Employment status and the “gig” economy

As the UK economy continues to develop new kinds of jobs, our courts need to work hard to apply the old legal principles to new factual situations. We take a look at what the latest case law has to tell us.

As the UK economy continues to develop new kinds of jobs, our courts need to work hard to apply the old legal principles to new factual situations. In this briefing we take a look at what the latest case law has to tell us.

Categorising the labour market

Today individuals working in the UK fall into three legal categories: 

  • Employees (in the strict sense): in other words people whose relationship with their employer is governed by a contract of employment. These individuals enjoy the full set of employment rights. 
  • Workers: non-employees who are engaged under contracts “personally to do work”. These workers cannot claim unfair dismissal or a redundancy payment, but are covered by anti-discrimination and whistleblowing legislation, and the regulations on working time and the national minimum wage. 
  • The “genuinely” self-employed: These individuals do not enjoy any employment protection rights because they are regarded as in business on their own account.

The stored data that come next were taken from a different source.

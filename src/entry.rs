//! Cache Entry Type
//!
//! A single cached item: key, value, and the timestamp of its last use.
//! Entries live inside exactly one quadtree node's LRU queue; the queue is
//! kept ordered by `last_used`, so `Entry` implements `Ord` on that field
//! alone. Ties on `last_used` are possible (the clock may return the same
//! tick twice) and are resolved by queue position, never by key or value.
//!
//! # Memory Layout
//!
//! Each entry carries:
//! - `key: K` - User's key type (also stored in the node's lookup map)
//! - `value: V` - User's value type
//! - `last_used: u64` - 8 bytes (clock tick of the last set or access)
//!
//! # Clock Discipline
//!
//! `last_used` is always assigned from the cache's clock, never from an
//! ambient time source. Every mutation reads the clock once at its start,
//! so for any node's queue the timestamps are non-decreasing from the
//! least recently used end.

use core::cmp::Ordering;
use core::fmt;

use crate::Time;

/// A cached item ordered by its `last_used` timestamp.
///
/// Supports ordering by `last_used` only. This is what lets a node's LRU
/// queue answer "which entry here was used least recently" without
/// consulting keys or values.
pub(crate) struct Entry<K, V> {
    /// The cached key. Duplicated in the owning node's data map.
    pub key: K,

    /// The cached value.
    pub value: V,

    /// Clock tick at which this entry was last set or accessed.
    pub last_used: Time,
}

impl<K, V> Entry<K, V> {
    /// Creates a new entry stamped with the given clock tick.
    #[inline]
    pub(crate) fn new(key: K, value: V, now: Time) -> Self {
        Entry {
            key,
            value,
            last_used: now,
        }
    }

    /// Re-stamps the entry after an access.
    ///
    /// The caller must also move the entry to the most-recently-used end
    /// of its queue; `touch` alone does not reorder anything.
    #[inline]
    pub(crate) fn touch(&mut self, now: Time) {
        self.last_used = now;
    }
}

impl<K, V> PartialEq for Entry<K, V> {
    fn eq(&self, other: &Self) -> bool {
        self.last_used == other.last_used
    }
}

impl<K, V> Eq for Entry<K, V> {}

impl<K, V> PartialOrd for Entry<K, V> {
    fn partial_cmp(&self, other: &Self) -> Option<Ordering> {
        Some(self.cmp(other))
    }
}

impl<K, V> Ord for Entry<K, V> {
    fn cmp(&self, other: &Self) -> Ordering {
        self.last_used.cmp(&other.last_used)
    }
}

impl<K: fmt::Debug, V: fmt::Debug> fmt::Debug for Entry<K, V> {
    fn fmt(&self, f: &mut fmt::Formatter<'_>) -> fmt::Result {
        f.debug_struct("Entry")
            .field("key", &self.key)
            .field("value", &self.value)
            .field("last_used", &self.last_used)
            .finish()
    }
}
// In: src/probe.rs

//! The probe orchestrator: open with a full scan, validate, report, close.
//!
//! Probing is idempotent and side-effect free; the session it opens lives
//! only for the duration of the call and is dropped on every path out.

use std::path::Path;

use crate::error::Mp3Error;
use crate::session::{DecodeSession, Scan};

/// Fixed-shape description of a validated MP3 stream.
///
/// All four fields are strictly positive on success. The all-sentinel record
/// (every field [`StreamInfo::SENTINEL`]) is what the foreign boundary hands
/// out on failure; mixed validity never occurs.
#[derive(Debug, Clone, Copy, PartialEq, Eq)]
pub struct StreamInfo {
    /// Per-channel sample count (total decoded samples / channels).
    pub samples: i32,
    pub channels: i32,
    pub sample_rate_hz: i32,
    pub bitrate_kbps: i32,
}

impl StreamInfo {
    /// Field value denoting "no valid value".
    pub const SENTINEL: i32 = -1;

    /// The all-sentinel failure record.
    pub fn invalid() -> Self {
        Self {
            samples: Self::SENTINEL,
            channels: Self::SENTINEL,
            sample_rate_hz: Self::SENTINEL,
            bitrate_kbps: Self::SENTINEL,
        }
    }
}

/// Probes an in-memory MP3 buffer.
pub fn probe_buffer(data: &[u8]) -> Result<StreamInfo, Mp3Error> {
    let session = DecodeSession::open_buffer(data, Scan::Full)?;
    describe(&session)
}

/// Probes an MP3 file on disk.
pub fn probe_file(path: &Path) -> Result<StreamInfo, Mp3Error> {
    let session = DecodeSession::open_file(path, Scan::Full)?;
    describe(&session)
}

fn describe(session: &DecodeSession) -> Result<StreamInfo, Mp3Error> {
    session.validate_metadata()?;

    // A full scan always populates the total; the fallback only guards the
    // type-level Option.
    let interleaved = session.total_samples().unwrap_or(0);
    let per_channel = interleaved / session.channels() as u64;

    Ok(StreamInfo {
        samples: saturating_i32(per_channel),
        channels: saturating_i32(session.channels() as u64),
        sample_rate_hz: saturating_i32(session.sample_rate() as u64),
        bitrate_kbps: saturating_i32(session.bitrate_kbps() as u64),
    })
}

fn saturating_i32(v: u64) -> i32 {
    i32::try_from(v).unwrap_or(i32::MAX)
}

#[cfg(test)]
mod tests {
    use super::*;
    use crate::testdata;

    #[test]
    fn test_probe_valid_stream() {
        let frames = 12;
        let data = testdata::silent_stream(frames);
        let info = probe_buffer(&data).unwrap();
        assert_eq!(info.samples, (frames * testdata::FRAME_SAMPLES) as i32);
        assert_eq!(info.channels, testdata::TEST_CHANNELS as i32);
        assert_eq!(info.sample_rate_hz, testdata::TEST_HZ as i32);
        assert_eq!(info.bitrate_kbps, testdata::TEST_BITRATE_KBPS as i32);
        assert!(info.samples > 0 && info.channels > 0);
    }

    #[test]
    fn test_probe_empty_buffer_fails() {
        assert!(matches!(probe_buffer(&[]), Err(Mp3Error::Open(_))));
    }

    #[test]
    fn test_probe_garbage_fails() {
        let garbage: Vec<u8> = (0..4096).map(|i| (i % 251) as u8).collect();
        assert!(probe_buffer(&garbage).is_err());
    }

    #[test]
    fn test_probe_missing_file_fails() {
        assert!(probe_file(Path::new("/no/such/file.mp3")).is_err());
    }

    #[test]
    fn test_probe_is_deterministic() {
        let data = testdata::silent_stream(7);
        let a = probe_buffer(&data).unwrap();
        let b = probe_buffer(&data).unwrap();
        assert_eq!(a, b);
    }

    #[test]
    fn test_invalid_record_is_all_sentinel() {
        let inv = StreamInfo::invalid();
        assert_eq!(inv.samples, -1);
        assert_eq!(inv.channels, -1);
        assert_eq!(inv.sample_rate_hz, -1);
        assert_eq!(inv.bitrate_kbps, -1);
    }
}
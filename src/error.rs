// In: src/error.rs

//! This module defines the single, unified error type for the entire fastmp3 library.
//! It uses the `thiserror` crate to provide ergonomic, context-aware error handling.
//!
//! Rust callers get the full taxonomy; the C ABI in `ffi` collapses it back to
//! the legacy numeric codes via [`Mp3Error::boundary_code`] so the foreign host
//! observes exactly the values it always has.

use thiserror::Error;

/// Numeric code returned across the C boundary when the input cannot be opened
/// as an MP3 stream, or when it opens with zero metadata. The two cases are
/// deliberately not distinguished at the boundary (legacy contract); use the
/// enum variants on the Rust side when the distinction matters.
pub const CODE_OPEN_FAILED: i32 = -100;

/// Numeric code returned across the C boundary when a requested start offset
/// could not be honored.
pub const CODE_SEEK_FAILED: i32 = -200;

#[derive(Error, Debug)]
pub enum Mp3Error {
    // =========================================================================
    // === High-Level, Semantic Errors (Specific to our library's logic)
    // =========================================================================
    /// The input is not a parseable MP3 container: no decodable frame was found.
    #[error("could not open MP3 stream: {0}")]
    Open(String),

    /// The container opened, but reported zero channels, sample rate, or
    /// bitrate. Malformed headers can parse "successfully" with zero metadata,
    /// so this is validated explicitly after every open.
    #[error("MP3 stream opened with invalid metadata (channels={channels}, hz={hz}, bitrate_kbps={bitrate_kbps})")]
    InvalidMetadata {
        channels: u32,
        hz: u32,
        bitrate_kbps: u32,
    },

    /// The engine could not position the stream at the requested interleaved
    /// sample offset (typically: offset beyond the end of the stream).
    #[error("could not seek to interleaved sample offset {0}")]
    Seek(u64),

    /// A read fell short of the requested count and the engine reported a
    /// nonzero error code. The code is surfaced raw across the boundary.
    #[error("decoder reported error code {0} after a short read")]
    Engine(i32),

    // =========================================================================
    // === External Error Wrappers (Using #[from] for automatic conversion)
    // =========================================================================
    /// An error originating from the underlying I/O subsystem (e.g., file not found).
    #[error("I/O error: {0}")]
    Io(#[from] std::io::Error),
}

impl Mp3Error {
    /// Maps the error to the numeric code observed by the foreign host.
    ///
    /// `Open`, `InvalidMetadata` and `Io` all collapse to [`CODE_OPEN_FAILED`];
    /// this conflation is a compatibility requirement, not an oversight.
    pub fn boundary_code(&self) -> i32 {
        match self {
            Mp3Error::Open(_) | Mp3Error::InvalidMetadata { .. } | Mp3Error::Io(_) => {
                CODE_OPEN_FAILED
            }
            Mp3Error::Seek(_) => CODE_SEEK_FAILED,
            Mp3Error::Engine(code) => *code,
        }
    }
}

#[cfg(test)]
mod tests {
    use super::*;

    #[test]
    fn test_boundary_codes_preserve_legacy_values() {
        assert_eq!(Mp3Error::Open("x".into()).boundary_code(), -100);
        assert_eq!(
            Mp3Error::InvalidMetadata {
                channels: 0,
                hz: 44100,
                bitrate_kbps: 128
            }
            .boundary_code(),
            -100
        );
        assert_eq!(Mp3Error::Seek(4096).boundary_code(), -200);
        assert_eq!(Mp3Error::Engine(-5).boundary_code(), -5);
        let io = Mp3Error::from(std::io::Error::new(std::io::ErrorKind::NotFound, "gone"));
        assert_eq!(io.boundary_code(), -100);
    }
}
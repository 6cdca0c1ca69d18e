// In: src/bits.rs

//! This module contains the pure, stateless bit-unpacking kernel: packed
//! bytes to one output byte per bit, most-significant bit first. It has no
//! dependency on decoding and no failure modes for well-formed inputs.

/// Unpacks `src` into `dst`, writing `src.len() * 8` bytes, each 0 or 1.
/// For input byte `v` at index `i`, `dst[8*i + k] = (v >> (7 - k)) & 1`.
///
/// # Panics
/// Panics if `dst` is shorter than `src.len() * 8`; the C boundary guarantees
/// the capacity, and Rust callers should prefer [`unpack_bits`].
pub fn unpack_bits_into(src: &[u8], dst: &mut [u8]) {
    for (i, &value) in src.iter().enumerate() {
        let out = &mut dst[i * 8..i * 8 + 8];
        for (k, slot) in out.iter_mut().enumerate() {
            *slot = (value >> (7 - k)) & 1;
        }
    }
}

/// Allocating convenience wrapper around [`unpack_bits_into`].
pub fn unpack_bits(src: &[u8]) -> Vec<u8> {
    let mut dst = vec![0u8; src.len() * 8];
    unpack_bits_into(src, &mut dst);
    dst
}
// In: src/decode.rs

//! The windowed-decode orchestrator and the whole-buffer fallback.
//!
//! The windowed path opens without scanning (total duration is not needed),
//! optionally seeks, clamps the read to the caller's capacity and requested
//! length, and maps the outcome per the boundary contract. The bulk path
//! skips sessions entirely and leans on the engine's single-shot load.

use std::path::Path;

use crate::engine;
use crate::error::Mp3Error;
use crate::session::{DecodeSession, Scan};

/// The sample window requested by a caller, in per-channel samples.
/// Zero means "unset": start from the beginning / read to capacity.
#[derive(Debug, Clone, Copy, Default)]
pub struct WindowSpec {
    pub start: u64,
    pub length: u64,
}

/// Decodes a window of interleaved samples from an in-memory buffer into
/// `out`, returning the count actually written.
pub fn decode_buffer_window(
    data: &[u8],
    out: &mut [f32],
    window: WindowSpec,
) -> Result<usize, Mp3Error> {
    let session = DecodeSession::open_buffer(data, Scan::Skip)?;
    run_window(session, out, window)
}

/// Decodes a window of interleaved samples from a file into `out`.
pub fn decode_file_window(
    path: &Path,
    out: &mut [f32],
    window: WindowSpec,
) -> Result<usize, Mp3Error> {
    let session = DecodeSession::open_file(path, Scan::Skip)?;
    run_window(session, out, window)
}

fn run_window(
    mut session: DecodeSession,
    out: &mut [f32],
    window: WindowSpec,
) -> Result<usize, Mp3Error> {
    session.validate_metadata()?;
    let channels = session.channels() as u64;

    if window.start != 0 {
        session.seek(window.start * channels)?;
    }

    // The windowing clamp: never more than the caller's storage, never more
    // than the caller explicitly asked for.
    let mut max_read = out.len();
    if window.length != 0 {
        let requested = window.length.saturating_mul(channels);
        if requested < max_read as u64 {
            max_read = requested as usize;
        }
    }

    let read = session.read_into(&mut out[..max_read]);

    // Short of the ceiling *and* the engine flagged a fault: surface the raw
    // code. Short with no fault is simply end-of-stream.
    if read != max_read && session.last_error() != 0 {
        return Err(Mp3Error::Engine(session.last_error()));
    }
    Ok(read)
}

/// A fully decoded buffer with its stream parameters. Produced by
/// [`decode_bulk_buffer`]; the sample storage is plainly owned by the caller
/// from here on (the C boundary wraps this in a raw-pointer record with an
/// explicit release call).
pub struct BulkDecode {
    pub samples: Vec<f32>,
    pub channels: u32,
    pub sample_rate_hz: u32,
    pub avg_bitrate_kbps: u32,
}

impl From<engine::LoadedBuffer> for BulkDecode {
    fn from(loaded: engine::LoadedBuffer) -> Self {
        Self {
            samples: loaded.samples,
            channels: loaded.channels,
            sample_rate_hz: loaded.sample_rate,
            avg_bitrate_kbps: loaded.avg_bitrate_kbps,
        }
    }
}

/// Decodes an entire in-memory buffer in one call via the engine's
/// single-shot load primitive. No windowing, no seeking.
pub fn decode_bulk_buffer(data: &[u8]) -> Result<BulkDecode, Mp3Error> {
    engine::load_buffer(data).map(BulkDecode::from)
}

#[cfg(test)]
mod tests {
    use super::*;
    use crate::testdata;

    const INTERLEAVED_PER_FRAME: usize = testdata::FRAME_SAMPLES * testdata::TEST_CHANNELS;

    #[test]
    fn test_full_read_stops_at_end_of_stream() {
        let frames = 8;
        let data = testdata::silent_stream(frames);
        let total = frames * INTERLEAVED_PER_FRAME;
        let mut out = vec![0.0f32; total + 4096];
        let read = decode_buffer_window(&data, &mut out, WindowSpec::default()).unwrap();
        assert_eq!(read, total);
    }

    #[test]
    fn test_capacity_clamps_read() {
        let data = testdata::silent_stream(8);
        let mut out = vec![0.0f32; 1000];
        let read = decode_buffer_window(&data, &mut out, WindowSpec::default()).unwrap();
        assert_eq!(read, 1000);
    }

    #[test]
    fn test_length_clamps_below_capacity() {
        let data = testdata::silent_stream(8);
        let mut out = vec![0.0f32; 8 * INTERLEAVED_PER_FRAME];
        let window = WindowSpec {
            start: 0,
            length: 100,
        };
        let read = decode_buffer_window(&data, &mut out, window).unwrap();
        assert_eq!(read, 100 * testdata::TEST_CHANNELS);
    }

    #[test]
    fn test_length_beyond_capacity_is_ignored() {
        let data = testdata::silent_stream(4);
        let mut out = vec![0.0f32; 512];
        let window = WindowSpec {
            start: 0,
            length: u64::MAX / 4,
        };
        let read = decode_buffer_window(&data, &mut out, window).unwrap();
        assert_eq!(read, 512);
    }

    #[test]
    fn test_start_offsets_the_window() {
        let frames = 8;
        let data = testdata::silent_stream(frames);
        let mut out = vec![0.0f32; frames * INTERLEAVED_PER_FRAME];
        let window = WindowSpec {
            start: ((frames - 1) * testdata::FRAME_SAMPLES) as u64,
            length: 0,
        };
        let read = decode_buffer_window(&data, &mut out, window).unwrap();
        assert_eq!(read, INTERLEAVED_PER_FRAME);
    }

    #[test]
    fn test_start_at_exact_end_reads_zero() {
        let frames = 4;
        let data = testdata::silent_stream(frames);
        let mut out = vec![0.0f32; 256];
        let window = WindowSpec {
            start: (frames * testdata::FRAME_SAMPLES) as u64,
            length: 0,
        };
        let read = decode_buffer_window(&data, &mut out, window).unwrap();
        assert_eq!(read, 0);
    }

    #[test]
    fn test_mid_stream_corruption_surfaces_engine_code() {
        let data = testdata::corrupt_tail_stream(3);
        let mut out = vec![0.0f32; 10 * INTERLEAVED_PER_FRAME];
        let err = decode_buffer_window(&data, &mut out, WindowSpec::default()).unwrap_err();
        assert!(matches!(err, Mp3Error::Engine(crate::engine::E_DECODE)));
        assert_eq!(err.boundary_code(), crate::engine::E_DECODE);
    }

    #[test]
    fn test_start_past_end_is_a_seek_error() {
        let data = testdata::silent_stream(3);
        let mut out = vec![0.0f32; 128];
        let window = WindowSpec {
            start: (100 * testdata::FRAME_SAMPLES) as u64,
            length: 0,
        };
        let err = decode_buffer_window(&data, &mut out, window).unwrap_err();
        assert!(matches!(err, Mp3Error::Seek(_)));
        assert_eq!(err.boundary_code(), crate::error::CODE_SEEK_FAILED);
    }

    #[test]
    fn test_garbage_input_is_an_open_error() {
        let mut out = vec![0.0f32; 128];
        let err = decode_buffer_window(&[0u8; 256], &mut out, WindowSpec::default()).unwrap_err();
        assert_eq!(err.boundary_code(), crate::error::CODE_OPEN_FAILED);
    }

    #[test]
    fn test_windowed_decode_is_deterministic() {
        let data = testdata::silent_stream(5);
        let window = WindowSpec {
            start: 300,
            length: 700,
        };
        let mut a = vec![0.0f32; 4096];
        let mut b = vec![0.0f32; 4096];
        let ra = decode_buffer_window(&data, &mut a, window).unwrap();
        let rb = decode_buffer_window(&data, &mut b, window).unwrap();
        assert_eq!(ra, rb);
        assert_eq!(a, b);
    }

    #[test]
    fn test_bulk_decode_returns_whole_stream() {
        let frames = 6;
        let data = testdata::silent_stream(frames);
        let bulk = decode_bulk_buffer(&data).unwrap();
        assert_eq!(bulk.samples.len(), frames * INTERLEAVED_PER_FRAME);
        assert_eq!(bulk.channels, testdata::TEST_CHANNELS as u32);
        assert_eq!(bulk.sample_rate_hz, testdata::TEST_HZ);
        assert_eq!(bulk.avg_bitrate_kbps, testdata::TEST_BITRATE_KBPS);
    }

    #[test]
    fn test_bulk_decode_rejects_garbage() {
        assert!(decode_bulk_buffer(&[1u8, 2, 3, 4]).is_err());
    }

    #[test]
    fn test_probe_and_bulk_agree_on_totals() {
        let data = testdata::silent_stream(9);
        let info = crate::probe::probe_buffer(&data).unwrap();
        let bulk = decode_bulk_buffer(&data).unwrap();
        assert_eq!(
            info.samples as usize * info.channels as usize,
            bulk.samples.len()
        );
    }
}
//! This file is the root of the `fastmp3` Rust crate.
//!
//! Its responsibilities are strictly limited to:
//! 1.  Declaring all the top-level modules of the library (`session`, `probe`,
//!     `decode`, ...) so the Rust compiler knows they exist.
//! 2.  Re-exporting the safe, typed API surface for Rust callers linking the
//!     rlib. The flat C ABI for foreign hosts lives in `ffi` and is only
//!     meaningful when the crate is built as a cdylib.

//==================================================================================
// 0. Constants
//==================================================================================
/// The crate version, automatically set from Cargo.toml at compile time.
pub const VERSION: &str = env!("CARGO_PKG_VERSION");

//==================================================================================
// 1. Module Declarations
//==================================================================================
pub mod bits;
pub mod decode;
pub mod engine;
pub mod error;
pub mod ffi;
pub mod probe;
pub mod session;

#[cfg(test)]
pub(crate) mod testdata;

//==================================================================================
// 2. Public Rust API
//==================================================================================
pub use bits::{unpack_bits, unpack_bits_into};
pub use decode::{
    decode_buffer_window, decode_bulk_buffer, decode_file_window, BulkDecode, WindowSpec,
};
pub use error::Mp3Error;
pub use probe::{probe_buffer, probe_file, StreamInfo};
pub use session::{DecodeSession, Scan};
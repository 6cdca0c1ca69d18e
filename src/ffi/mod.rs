// In: src/ffi/mod.rs

//! The foreign-function boundary of the cdylib.
//!
//! Everything the host sees crosses this module: flat buffers, fixed-size
//! `#[repr(C)]` records, and numeric return codes. No panic may escape an
//! entry point and no operation fails by aborting the process.

pub mod c_api;

use std::sync::Once;

static INIT_LOGGER: Once = Once::new();

/// Lazily wires `log` to the environment on the first boundary call. The
/// library never configures logging when linked as an rlib; a Rust host owns
/// its own logger.
pub(crate) fn init_logging() {
    INIT_LOGGER.call_once(|| {
        let _ = env_logger::Builder::from_env(
            env_logger::Env::default().default_filter_or("warn"),
        )
        .is_test(false)
        .try_init();
    });
}
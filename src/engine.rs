// In: src/engine.rs

//! The boundary to the external MP3 decoding engine.
//!
//! All bitstream parsing, Huffman decoding, and synthesis filtering is
//! delegated to symphonia; this module adapts its probe/format/decoder API to
//! the narrow contract the rest of the crate relies on: open a source, pull
//! the next block of interleaved f32 samples, seek to a frame, and a
//! single-shot whole-buffer load. Nothing above this file touches symphonia.

use std::io::Cursor;
use std::path::Path;

use log::{debug, warn};
use symphonia::core::audio::SampleBuffer;
use symphonia::core::codecs::{Decoder, DecoderOptions, CODEC_TYPE_NULL};
use symphonia::core::errors::Error as EngineFault;
use symphonia::core::formats::{FormatOptions, FormatReader, SeekMode, SeekTo};
use symphonia::core::io::MediaSourceStream;
use symphonia::core::meta::MetadataOptions;
use symphonia::core::probe::Hint;

use crate::error::Mp3Error;

//==================================================================================
// 1. Engine Error-Code Vocabulary
//==================================================================================
// The foreign host's error table hard-codes the classic minimp3 codes, so the
// raw-code channel of the windowed read keeps speaking them.

/// Parameter error.
pub const E_PARAM: i32 = -1;
/// Memory allocation error.
pub const E_MEMORY: i32 = -2;
/// IO error.
pub const E_IOERROR: i32 = -3;
/// User error.
pub const E_USER: i32 = -4;
/// Mid-stream decoding error (corrupted frame).
pub const E_DECODE: i32 = -5;

//==================================================================================
// 2. Streaming Primitives
//==================================================================================

/// One decoded block of interleaved samples, together with the compressed size
/// it was produced from (needed for average-bitrate accounting).
pub struct Block {
    pub samples: Vec<f32>,
    pub compressed_bytes: usize,
}

/// Outcome of pulling the next block from the engine.
pub enum BlockOutcome {
    /// A block of samples was decoded.
    Block(Block),
    /// A frame was present but could not be decoded (mid-stream corruption).
    /// The stream remains readable; callers decide whether to record or skip.
    Corrupt,
    /// No more audio data in the source.
    End,
}

/// An open engine handle: one source, one format reader, one decoder.
///
/// Dropping the handle closes the engine; there is no explicit close call to
/// forget or to double-invoke.
pub struct EngineStream {
    reader: Box<dyn FormatReader>,
    decoder: Box<dyn Decoder>,
    track_id: u32,
    channels: u32,
    sample_rate: u32,
}

impl EngineStream {
    /// Opens an in-memory MP3 buffer.
    pub fn open_buffer(data: &[u8]) -> Result<Self, Mp3Error> {
        let mss = MediaSourceStream::new(Box::new(Cursor::new(data.to_vec())), Default::default());
        let mut hint = Hint::new();
        hint.with_extension("mp3");
        Self::open(mss, hint)
    }

    /// Opens an MP3 file. The whole file is *not* read up front; the engine
    /// streams from it.
    pub fn open_file(path: &Path) -> Result<Self, Mp3Error> {
        let file = std::fs::File::open(path)?;
        let mss = MediaSourceStream::new(Box::new(file), Default::default());
        let mut hint = Hint::new();
        if let Some(ext) = path.extension().and_then(|s| s.to_str()) {
            hint.with_extension(ext);
        }
        Self::open(mss, hint)
    }

    fn open(mss: MediaSourceStream, hint: Hint) -> Result<Self, Mp3Error> {
        let probed = symphonia::default::get_probe()
            .format(
                &hint,
                mss,
                &FormatOptions::default(),
                &MetadataOptions::default(),
            )
            .map_err(|e| Mp3Error::Open(e.to_string()))?;
        let reader = probed.format;

        let track = reader
            .tracks()
            .iter()
            .find(|t| t.codec_params.codec != CODEC_TYPE_NULL)
            .ok_or_else(|| Mp3Error::Open("no supported audio track found".to_string()))?;
        let track_id = track.id;

        // Zero metadata is not an open failure here: the orchestrators
        // validate it explicitly, exactly like the legacy wrapper did.
        let channels = track
            .codec_params
            .channels
            .map(|c| c.count() as u32)
            .unwrap_or(0);
        let sample_rate = track.codec_params.sample_rate.unwrap_or(0);

        let decoder = symphonia::default::get_codecs()
            .make(&track.codec_params, &DecoderOptions::default())
            .map_err(|e| Mp3Error::Open(e.to_string()))?;

        debug!(
            "engine open: track={} channels={} hz={}",
            track_id, channels, sample_rate
        );

        Ok(Self {
            reader,
            decoder,
            track_id,
            channels,
            sample_rate,
        })
    }

    pub fn channels(&self) -> u32 {
        self.channels
    }

    pub fn sample_rate(&self) -> u32 {
        self.sample_rate
    }

    /// Pulls and decodes the next block of interleaved samples.
    pub fn next_block(&mut self) -> BlockOutcome {
        loop {
            let packet = match self.reader.next_packet() {
                Ok(packet) => packet,
                Err(EngineFault::IoError(ref err))
                    if err.kind() == std::io::ErrorKind::UnexpectedEof =>
                {
                    return BlockOutcome::End;
                }
                Err(err) => {
                    warn!("engine read fault: {err}");
                    return BlockOutcome::End;
                }
            };

            if packet.track_id() != self.track_id {
                continue;
            }
            let compressed_bytes = packet.buf().len();

            match self.decoder.decode(&packet) {
                Ok(decoded) => {
                    let spec = *decoded.spec();
                    let mut buf = SampleBuffer::<f32>::new(decoded.capacity() as u64, spec);
                    buf.copy_interleaved_ref(decoded);
                    return BlockOutcome::Block(Block {
                        samples: buf.samples().to_vec(),
                        compressed_bytes,
                    });
                }
                Err(EngineFault::DecodeError(err)) => {
                    warn!("corrupt frame: {err}");
                    return BlockOutcome::Corrupt;
                }
                Err(EngineFault::ResetRequired) => {
                    self.decoder.reset();
                    return BlockOutcome::Corrupt;
                }
                Err(err) => {
                    warn!("engine decode fault: {err}");
                    return BlockOutcome::End;
                }
            }
        }
    }

    /// Seeks the engine to the given per-channel frame index. Returns the
    /// frame index the engine actually landed on, which is never past the
    /// request; the caller discards the difference.
    pub fn seek_to_frame(&mut self, frame: u64) -> Result<u64, Mp3Error> {
        let seeked = self
            .reader
            .seek(
                SeekMode::Accurate,
                SeekTo::TimeStamp {
                    ts: frame,
                    track_id: self.track_id,
                },
            )
            .map_err(|e| {
                debug!("engine seek to frame {frame} failed: {e}");
                Mp3Error::Seek(frame)
            })?;
        // The decoder carries inter-frame state (bit reservoir, overlap); it
        // must not survive a reposition of the packet stream.
        self.decoder.reset();
        Ok(seeked.actual_ts)
    }
}

//==================================================================================
// 3. Single-Shot Buffer Load
//==================================================================================

/// A fully decoded stream, produced by [`load_buffer`] in one call.
pub struct LoadedBuffer {
    pub samples: Vec<f32>,
    pub channels: u32,
    pub sample_rate: u32,
    pub avg_bitrate_kbps: u32,
}

/// Decodes an entire in-memory buffer in one call. No windowing, no seeking:
/// callers that want the whole stream and can tolerate one large allocation.
pub fn load_buffer(data: &[u8]) -> Result<LoadedBuffer, Mp3Error> {
    let mut stream = EngineStream::open_buffer(data)?;
    let channels = stream.channels();
    let sample_rate = stream.sample_rate();

    let mut samples = Vec::new();
    let mut compressed_total: u64 = 0;
    loop {
        match stream.next_block() {
            BlockOutcome::Block(block) => {
                compressed_total += block.compressed_bytes as u64;
                samples.extend_from_slice(&block.samples);
            }
            BlockOutcome::Corrupt => continue,
            BlockOutcome::End => break,
        }
    }

    let frames = if channels == 0 {
        0
    } else {
        samples.len() as u64 / channels as u64
    };
    let avg_bitrate_kbps = average_bitrate_kbps(compressed_total, frames, sample_rate);

    Ok(LoadedBuffer {
        samples,
        channels,
        sample_rate,
        avg_bitrate_kbps,
    })
}

//==================================================================================
// 4. Bitrate Accounting
//==================================================================================

/// Average bitrate in kbps, rounded to the nearest integer, for `bytes` of
/// compressed data covering `frames` per-channel frames at `hz`.
pub(crate) fn average_bitrate_kbps(bytes: u64, frames: u64, hz: u32) -> u32 {
    if frames == 0 || hz == 0 {
        return 0;
    }
    let bits_per_second = (bytes as f64 * 8.0 * hz as f64) / frames as f64;
    (bits_per_second / 1000.0).round() as u32
}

In recent years we have seen large shifts in the composition of the UK labour market. There are now nearly 4.7 million individuals classified as self-employed according to the latest ONS statistics (up over 180,000 since a year ago). In addition there has been a significant growth in the number of workers on zero-hours contracts, though the exact numbers are hard to come by.

These changes, combined with the introduction of the National Living Wage in April, means that the volume of disputes about employment status is likely to rise. There is now a larger pool of workers with more to gain from establishing worker or employee status. At the same time the economy is creating new kinds of work relationships which are not easy to match up with historic case law.

Some recent examples

The most recent employment status dispute to reach the Court of Appeal involved two court interpreters who wished to establish worker status so they could bring race discrimination claims against the Ministry of Justice. The Court of Appeal agreed with the employment tribunal that they were self-employed providers of services and not workers. One key factor was that they were engaged on a casual basis, with no obligation to accept work if offered. A second was the professional nature of the services they had provided. A third was the fact that they had previously arranged their tax affairs (without protest) on the basis that they were self-employed.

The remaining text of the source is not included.